Still, that event was an audacious one, pairing diurnal panels and workshops with nocturnal concerts that put the day's ideas in loud, vivid praxis. Where many such conferences break those pieces apart (see South by Southwest, or locally, Hopscotch), so that the dreamers and the doers don't always collide, Moogfest had the gall to jam all those factions in one place and facilitate an exchange. At great risk, Moogfest declared that it would be more than a music festival, more than a tech symposium, and more, really, than both at once. Emmy Parker, Moog Music's brand director, labeled the losses "an investment" in that mission.
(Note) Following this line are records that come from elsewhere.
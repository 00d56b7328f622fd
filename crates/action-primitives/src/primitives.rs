//! Action executor implementation
//!
//! Seven primitives, one per step action:
//! 1. tap - tap a single resolved element
//! 2. long_press - press and hold a single resolved element
//! 3. clear - empty an editable element
//! 4. type - deliver text to a focusable element
//! 5. read_screen - render the current screen as data
//! 6. scroll_to_find - scroll until a selector resolves
//! 7. wait - poll until a screen condition holds

mod read_screen;
mod scroll;
mod tap;
mod type_text;
mod wait;

pub use read_screen::*;
pub use scroll::*;
pub use tap::*;
pub use type_text::*;
pub use wait::*;

use action_locator::{DefaultElementResolver, ElementResolver, Selector};
use async_trait::async_trait;
use perceiver_structural::{NodeIndex, PerceiverError, ScreenSnapshot, Snapshotter};
use serde_json::Value;
use std::sync::Arc;
use std::time::Instant;
use tokio_util::sync::CancellationToken;
use tracing::{info, warn};

use crate::{
    device::{Device, ElementTarget},
    types::{ActionFailure, ActionRequest, ExecCtx, ExecutionResult, ExecutorConfig, FailureReason},
};

/// Outcome of one primitive before it is folded into an [`ExecutionResult`]
pub type PrimitiveOutcome = Result<Option<Value>, ActionFailure>;

/// Action executor trait
///
/// Every operation is total: whatever happens on the device, the caller gets
/// an [`ExecutionResult`], never an error.
#[async_trait]
pub trait ActionExecutor: Send + Sync {
    /// Execute one resolved action against the device
    async fn execute(
        &self,
        ctx: &ExecCtx,
        device: &dyn Device,
        request: &ActionRequest,
    ) -> ExecutionResult;

    /// Capture the current screen through the executor's snapshot policy
    async fn snapshot(
        &self,
        device: &dyn Device,
        stabilize: bool,
    ) -> Result<Arc<ScreenSnapshot>, ActionFailure>;
}

/// Default executor over any [`Device`]
#[derive(Clone, Debug, Default)]
pub struct DefaultActionExecutor {
    config: ExecutorConfig,
    snapshotter: Snapshotter,
    resolver: DefaultElementResolver,
}

impl DefaultActionExecutor {
    pub fn new(config: ExecutorConfig, snapshotter: Snapshotter) -> Self {
        Self {
            config,
            snapshotter,
            resolver: DefaultElementResolver,
        }
    }

    pub fn config(&self) -> &ExecutorConfig {
        &self.config
    }

    pub fn resolver(&self) -> &DefaultElementResolver {
        &self.resolver
    }

    /// Capture a snapshot, mapping capture errors to `DeviceError` failures
    pub async fn capture(
        &self,
        device: &dyn Device,
        stabilize: bool,
    ) -> Result<Arc<ScreenSnapshot>, ActionFailure> {
        self.capture_until(device, stabilize, &CancellationToken::new())
            .await
    }

    /// Capture on behalf of an action; cancelling `ctx` while the screen
    /// settles yields a `Cancelled` failure
    pub async fn capture_in(
        &self,
        ctx: &ExecCtx,
        device: &dyn Device,
        stabilize: bool,
    ) -> Result<Arc<ScreenSnapshot>, ActionFailure> {
        self.capture_until(device, stabilize, &ctx.cancel_token)
            .await
    }

    async fn capture_until(
        &self,
        device: &dyn Device,
        stabilize: bool,
        cancel: &CancellationToken,
    ) -> Result<Arc<ScreenSnapshot>, ActionFailure> {
        match self.snapshotter.capture_until(device, stabilize, cancel).await {
            Ok(snapshot) => Ok(Arc::new(snapshot)),
            Err(PerceiverError::Cancelled) => Err(Self::cancelled("while the screen settled")),
            Err(err) => Err(ActionFailure::new(FailureReason::DeviceError, err.to_string())),
        }
    }

    /// Resolve `selector` to exactly one element of `snapshot`
    ///
    /// Zero matches is `NoTarget`; several matches without a pick policy is
    /// `AmbiguousTarget`.
    pub fn resolve_single(
        &self,
        snapshot: &Arc<ScreenSnapshot>,
        selector: &Selector,
    ) -> Result<(NodeIndex, ElementTarget), ActionFailure> {
        let resolution = self.resolver.resolve(selector, snapshot);
        match resolution.matches.as_slice() {
            [] => Err(ActionFailure::new(
                FailureReason::NoTarget,
                format!("selector '{selector}' matched no element"),
            )
            .with_snapshot(snapshot.clone())),
            [index] => {
                let element = snapshot.get(*index).ok_or_else(|| {
                    ActionFailure::new(
                        FailureReason::NoTarget,
                        format!("selector '{selector}' resolved outside the snapshot"),
                    )
                    .with_snapshot(snapshot.clone())
                })?;
                Ok((*index, ElementTarget::from(element)))
            }
            many => Err(ActionFailure::new(
                FailureReason::AmbiguousTarget,
                format!(
                    "selector '{selector}' matched {} elements; add @first, @last or @nth=N",
                    many.len()
                ),
            )
            .with_snapshot(snapshot.clone())),
        }
    }

    pub(crate) fn cancelled(detail: &str) -> ActionFailure {
        ActionFailure::new(FailureReason::Cancelled, format!("cancelled {detail}"))
    }

    pub(crate) fn device_failure(
        err: crate::errors::DeviceError,
        snapshot: &Arc<ScreenSnapshot>,
    ) -> ActionFailure {
        ActionFailure::new(FailureReason::DeviceError, err.to_string()).with_snapshot(snapshot.clone())
    }
}

#[async_trait]
impl ActionExecutor for DefaultActionExecutor {
    async fn execute(
        &self,
        ctx: &ExecCtx,
        device: &dyn Device,
        request: &ActionRequest,
    ) -> ExecutionResult {
        let start = Instant::now();
        info!(
            run_id = %ctx.run_id,
            action_id = %ctx.action_id,
            action = %request.kind(),
            "Executing action"
        );

        if ctx.is_cancelled() {
            return ExecutionResult::Failure(Self::cancelled("before action start"));
        }

        let outcome = match request {
            ActionRequest::Tap { selector } => tap::execute_tap(self, ctx, device, selector).await,
            ActionRequest::LongPress {
                selector,
                duration_ms,
            } => {
                let duration = duration_ms.unwrap_or(self.config.default_long_press_ms);
                tap::execute_long_press(self, ctx, device, selector, duration).await
            }
            ActionRequest::Clear { selector } => {
                type_text::execute_clear(self, ctx, device, selector).await
            }
            ActionRequest::TypeText { selector, text } => {
                type_text::execute_type_text(self, ctx, device, selector, text).await
            }
            ActionRequest::ReadScreen { format } => {
                read_screen::execute_read_screen(self, ctx, device, format).await
            }
            ActionRequest::ScrollToFind {
                selector,
                direction,
                max_attempts,
            } => {
                let attempts = max_attempts.unwrap_or(self.config.default_scroll_attempts);
                scroll::execute_scroll_to_find(self, ctx, device, selector, *direction, attempts)
                    .await
            }
            ActionRequest::Wait {
                condition,
                timeout_ms,
            } => {
                let timeout = timeout_ms.unwrap_or(self.config.default_wait_timeout_ms);
                wait::execute_wait(self, ctx, device, condition, timeout).await
            }
        };

        let latency_ms = start.elapsed().as_millis() as u64;
        match outcome {
            Ok(value) => {
                info!(
                    action_id = %ctx.action_id,
                    latency_ms = latency_ms,
                    "Action completed successfully"
                );
                ExecutionResult::Success { value }
            }
            Err(failure) => {
                warn!(
                    action_id = %ctx.action_id,
                    latency_ms = latency_ms,
                    reason = %failure.reason,
                    detail = %failure.detail,
                    "Action failed"
                );
                ExecutionResult::Failure(failure)
            }
        }
    }

    async fn snapshot(
        &self,
        device: &dyn Device,
        stabilize: bool,
    ) -> Result<Arc<ScreenSnapshot>, ActionFailure> {
        self.capture(device, stabilize).await
    }
}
The ambition of Moogfest 2014—and the financial flop that followed—helped push the event to Durham after county officials refused to up their investment. Organizers have since tapped into a local network of sponsors, boosters, and citizens looking to support a multidisciplinary event that bolsters and burnishes the region's growing tech image.
It has not always been a comfortable fit. Blunders by the city and county in funding Moogfest at much higher levels than the older Art of Cool, which used some of the same spaces only two weeks ago, have led to charges of racism against the city. And the festival's ostensible desire to integrate as much of Durham as possible in this re-launch—from museums and art galleries to Research Triangle Park and rock clubs—has sometimes stretched the organization's framework and the region's infrastructure a bit thin. But these are larger topics, issues that must be addressed systematically by an area experiencing unprecedented levels of growth and concomitant growing pains.
Moogfest spotlights those problems, though it didn't create them.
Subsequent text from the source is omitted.